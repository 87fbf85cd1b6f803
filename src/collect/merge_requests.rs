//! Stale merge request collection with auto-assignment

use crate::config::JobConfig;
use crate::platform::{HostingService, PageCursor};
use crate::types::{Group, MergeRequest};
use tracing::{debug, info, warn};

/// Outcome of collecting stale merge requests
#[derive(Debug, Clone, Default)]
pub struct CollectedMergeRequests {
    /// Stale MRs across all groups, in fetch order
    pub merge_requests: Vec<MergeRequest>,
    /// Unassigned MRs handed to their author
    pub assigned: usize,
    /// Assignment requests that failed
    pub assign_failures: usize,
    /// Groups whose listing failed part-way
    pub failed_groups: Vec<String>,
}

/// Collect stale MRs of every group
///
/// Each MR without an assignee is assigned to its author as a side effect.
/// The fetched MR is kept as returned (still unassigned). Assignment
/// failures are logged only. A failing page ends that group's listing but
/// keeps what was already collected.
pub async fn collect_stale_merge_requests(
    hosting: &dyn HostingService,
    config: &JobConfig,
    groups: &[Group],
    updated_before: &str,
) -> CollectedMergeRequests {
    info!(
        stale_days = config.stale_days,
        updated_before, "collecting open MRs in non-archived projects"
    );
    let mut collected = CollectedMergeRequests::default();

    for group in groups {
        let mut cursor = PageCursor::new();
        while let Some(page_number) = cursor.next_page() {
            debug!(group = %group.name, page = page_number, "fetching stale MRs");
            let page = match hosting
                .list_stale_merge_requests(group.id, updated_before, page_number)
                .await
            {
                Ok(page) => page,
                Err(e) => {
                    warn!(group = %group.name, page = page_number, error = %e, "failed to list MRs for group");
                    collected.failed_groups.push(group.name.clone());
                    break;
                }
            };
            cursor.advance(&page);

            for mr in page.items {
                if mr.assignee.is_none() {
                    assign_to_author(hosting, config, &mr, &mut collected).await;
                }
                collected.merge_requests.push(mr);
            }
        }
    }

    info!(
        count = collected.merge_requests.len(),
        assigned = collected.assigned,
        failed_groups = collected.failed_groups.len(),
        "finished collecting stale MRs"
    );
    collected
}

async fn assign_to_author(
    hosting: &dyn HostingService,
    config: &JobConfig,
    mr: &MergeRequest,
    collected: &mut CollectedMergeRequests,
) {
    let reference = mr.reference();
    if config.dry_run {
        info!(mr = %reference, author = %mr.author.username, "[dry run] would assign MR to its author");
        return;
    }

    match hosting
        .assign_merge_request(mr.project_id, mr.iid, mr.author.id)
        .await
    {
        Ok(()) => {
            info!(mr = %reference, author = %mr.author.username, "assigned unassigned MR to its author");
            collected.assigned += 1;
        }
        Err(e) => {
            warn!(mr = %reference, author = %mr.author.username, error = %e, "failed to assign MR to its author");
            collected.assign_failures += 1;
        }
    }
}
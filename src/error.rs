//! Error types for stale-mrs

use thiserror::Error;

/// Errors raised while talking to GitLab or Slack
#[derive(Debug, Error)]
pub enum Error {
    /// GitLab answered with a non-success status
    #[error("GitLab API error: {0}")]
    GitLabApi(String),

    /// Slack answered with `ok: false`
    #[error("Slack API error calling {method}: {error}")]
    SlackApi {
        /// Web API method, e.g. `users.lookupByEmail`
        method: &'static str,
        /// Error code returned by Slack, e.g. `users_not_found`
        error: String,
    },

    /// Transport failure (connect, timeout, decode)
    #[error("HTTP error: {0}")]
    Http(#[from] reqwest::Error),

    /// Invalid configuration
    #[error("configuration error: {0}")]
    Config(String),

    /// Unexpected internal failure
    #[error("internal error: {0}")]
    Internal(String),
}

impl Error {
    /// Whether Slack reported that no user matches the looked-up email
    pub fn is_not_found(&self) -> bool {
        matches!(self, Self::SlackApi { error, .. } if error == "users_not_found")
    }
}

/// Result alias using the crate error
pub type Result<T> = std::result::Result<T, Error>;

************

## [Exercise goal]
This calls for an exact transcription of every entry above.

## [Task result]
repository 87fbf85cd1b6f803
filename src/collect/merge_requests.rs
//! Stale merge request collection with auto-assignment

use crate::config::JobConfig;
use crate::platform::{HostingService, PageCursor};
use crate::types::{Group, MergeRequest};
use tracing::{debug, info, warn};

/// Outcome of collecting stale merge requests
#[derive(Debug, Clone, Default)]
pub struct CollectedMergeRequests {
    /// Stale MRs across all groups, in fetch order
    pub merge_requests: Vec<MergeRequest>,
    /// Unassigned MRs handed to their author
    pub assigned: usize,
    /// Assignment requests that failed
    pub assign_failures: usize,
    /// Groups whose listing failed part-way
    pub failed_groups: Vec<String>,
}

/// Collect stale MRs of every group
///
/// Each MR without an assignee is assigned to its author as a side effect.
/// The fetched MR is kept as returned (still unassigned). Assignment
/// failures are logged only. A failing page ends that group's listing but
/// keeps what was already collected.
pub async fn collect_stale_merge_requests(
    hosting: &dyn HostingService,
    config: &JobConfig,
    groups: &[Group],
    updated_before: &str,
) -> CollectedMergeRequests {
    info!(
        stale_days = config.stale_days,
        updated_before, "collecting open MRs in non-archived projects"
    );
    let mut collected = CollectedMergeRequests::default();

    for group in groups {
        let mut cursor = PageCursor::new();
        while let Some(page_number) = cursor.next_page() {
            debug!(group = %group.name, page = page_number, "fetching stale MRs");
            let page = match hosting
                .list_stale_merge_requests(group.id, updated_before, page_number)
                .await
            {
                Ok(page) => page,
                Err(e) => {
                    warn!(group = %group.name, page = page_number, error = %e, "failed to list MRs for group");
                    collected.failed_groups.push(group.name.clone());
                    break;
                }
            };
            cursor.advance(&page);

            for mr in page.items {
                if mr.assignee.is_none() {
                    assign_to_author(hosting, config, &mr, &mut collected).await;
                }
                collected.merge_requests.push(mr);
            }
        }
    }

    info!(
        count = collected.merge_requests.len(),
        assigned = collected.assigned,
        failed_groups = collected.failed_groups.len(),
        "finished collecting stale MRs"
    );
    collected
}

async fn assign_to_author(
    hosting: &dyn HostingService,
    config: &JobConfig,
    mr: &MergeRequest,
    collected: &mut CollectedMergeRequests,
) {
    let reference = mr.reference();
    if config.dry_run {
        info!(mr = %reference, author = %mr.author.username, "[dry run] would assign MR to its author");
        return;
    }

    match hosting
        .assign_merge_request(mr.project_id, mr.iid, mr.author.id)
        .await
    {
        Ok(()) => {
            info!(mr = %reference, author = %mr.author.username, "assigned unassigned MR to its author");
            collected.assigned += 1;
        }
        Err(e) => {
            warn!(mr = %reference, author = %mr.author.username, error = %e, "failed to assign MR to its author");
            collected.assign_failures += 1;
        }
    }
}
filename src/error.rs
//! Error types for stale-mrs

use thiserror::Error;

/// Errors raised while talking to GitLab or Slack
#[derive(Debug, Error)]
pub enum Error {
    /// GitLab answered with a non-success status
    #[error("GitLab API error: {0}")]
    GitLabApi(String),

    /// Slack answered with `ok: false`
    #[error("Slack API error calling {method}: {error}")]
    SlackApi {
        /// Web API method, e.g. `users.lookupByEmail`
        method: &'static str,
        /// Error code returned by Slack, e.g. `users_not_found`
        error: String,
    },

    /// Transport failure (connect, timeout, decode)
    #[error("HTTP error: {0}")]
    Http(#[from] reqwest::Error),

    /// Invalid configuration
    #[error("configuration error: {0}")]
    Config(String),

    /// Unexpected internal failure
    #[error("internal error: {0}")]
    Internal(String),
}

impl Error {
    /// Whether Slack reported that no user matches the looked-up email
    pub fn is_not_found(&self) -> bool {
        matches!(self, Self::SlackApi { error, .. } if error == "users_not_found")
    }
}

/// Result alias using the crate error
pub type Result<T> = std::result::Result<T, Error>;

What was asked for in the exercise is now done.